Solo exhibition at Vizcaya Museum and Gardens

For its 2024 Contemporary Arts Program Exhibition, Vizcaya presents Pastiche, featuring site-specific work by Miami-based artist Lauren Shapiro. The exhibition explores the enduring legacy of Vizcaya’s artistic advisor, Paul Chalfin (1874 – 1959), whose 150th anniversary we celebrate this year. Interpreting Vizcaya’s architecture, history, and environment through this lens, Shapiro will debut a series of sculptures in response to three spaces decorated by Chalfin: the Breakfast Room, Enclosed Loggia, and Reception Room.

Pastiche will be on display from October 23, 2024, to May 19, 2025, inviting visitors to experience a blend of historical reverence and contemporary innovation.


Garden Lantern I + II, 2024 Each: Glazed stoneware and gold luster, blown glass, kiln-cast glass, plexiglass, LEDs, 20.5 x 10.5 x 9 inches

Shapiro’s approach to studying Chalfin parallels her methods of studying nature. Whereas she typically explores the Everglades and the ocean to gather her source material, for this project Shapiro turned to Chalfin’s contributions at Vizcaya, particularly the use of pastiche – the blending of styles and influences to create a cohesive whole – to inform her own work. The resulting ceramic, glass and technology-infused vessels, in decidedly artificial and yet quintessentially Miami neon pinks, blues and greens, create a visual language that evokes the past while resonating with the present.

Spectral Nature, 2024, Glazed stoneware and gold luster, blown glass, plexiglass, LED screen, 28.5 x 12 x 12 inches

Tea at Sunset, 2024, Glazed stoneware and gold luster, plexiglass, 15 x 10.5 x 8 inches

Text from Vizcaya Museum and Gardens’ catalog presenting Pastiche:

“Guided by her interest in public spaces, Shapiro selected three communal rooms at Vizcaya designed by Chalfin: the Enclosed Loggia and Reception Room on the first floor, and the Breakfast Room on the second floor. While each of these spaces has distinctive features, they all served similar functions one hundred years ago: they were intended for gathering and entertaining, whether for resting and communing with nature, hosting formal events or sharing informal meals. Shapiro’s sculptures directly engage with these settings, exploring their functions, idiosyncratic décor and architectural features.

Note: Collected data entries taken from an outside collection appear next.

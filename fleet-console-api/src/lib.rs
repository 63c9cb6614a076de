//! # fleet-console-api
//!
//! HTTP client for the fleet-management API that backs the Fleet Console.
//!
//! Every endpoint answers with the same `{code, message, data}` envelope;
//! `code == 0` is success, anything else is an application-level failure
//! whose message must reach the operator. Transport failures (network,
//! timeout, body decode) are a separate error family with locally
//! synthesized, prefixed messages — see [`ApiError`].
//!
//! ## Endpoints
//!
//! | Operation | Method & Path |
//! |-----------|---------------|
//! | List | `GET /bot/list?page=&page_size=&address=` |
//! | Create | `POST /bot/create` |
//! | Update | `POST /bot/update` |
//! | Delete | `DELETE /bot/delete?id=` |
//! | Raw command | `GET /bot/command/get?id=` |
//! | Structured config get | `GET /bot/config/get?id=` |
//! | Structured config save | `POST /bot/config/update` |
//!
//! The first five live on the [`FleetApi`] trait consumed by the console
//! controller; the structured-config pair lives on the separate
//! [`ConfigApi`] trait consumed only by the structured-config editor, so
//! the two configuration views cannot share transport state.
//!
//! ## Usage
//!
//! ```rust,no_run
//! use fleet_console_api::{FleetApi, FleetClient, ListQuery};
//!
//! # async fn example() -> fleet_console_api::Result<()> {
//! let client = FleetClient::new("http://127.0.0.1:8080");
//! let page = client.list_bots(&ListQuery::default()).await?;
//! println!("{} bots", page.total);
//! # Ok(())
//! # }
//! ```
//!
//! ## TLS Backend
//!
//! - **`native-tls`** *(default)* — Use the platform's native TLS implementation.
//! - **`rustls`** — Use rustls. Recommended for cross-compilation.

mod client;
mod envelope;
mod error;
mod traits;
mod types;
mod util;

pub use client::FleetClient;
pub use envelope::{Envelope, decode};
pub use error::{ApiError, Result};
pub use traits::{ConfigApi, FleetApi};
pub use types::{
    BotDraft, BotPage, BotRecord, ConfigFields, ConfigUpdateRequest, DEFAULT_PAGE_SIZE, ListQuery,
};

As a trained ceramist—one of the oldest artistic traditions—Shapiro acknowledges the challenges of creating large, intricate and often gravity-defying decorative architectural elements in the 1910s. Under Chalfin’s creative direction, skilled craftspeople and artisans produced Vizcaya’s intricate decorative schemes using traditional, labor-intensive methods. Today, modern innovations such as photogrammetry and laser cutting allow for experimentation and greater time efficiency in Shapiro’s work. For instance, she employs advanced 3D printing technologies to create plastic molds, replacing the laborious, centuries-old lost-wax technique to cast glass. While her work engages with the past, her fabrication processes are firmly oriented toward the future.” Written by Helena Gomez, Curator

Click here for the press release.

 
 
 
 

Pastiche is commissioned by the Contemporary Arts Program (CAP) at Vizcaya Museum and Gardens and supported by The Danielson Foundation, the Miami-Dade County Mayor and Board of County Commissioners, anonymous donors, the State of Florida Department of State Division of Arts and Culture, the Florida Council on Arts and Culture, and the National Endowment for the Arts. For more information, visit the website.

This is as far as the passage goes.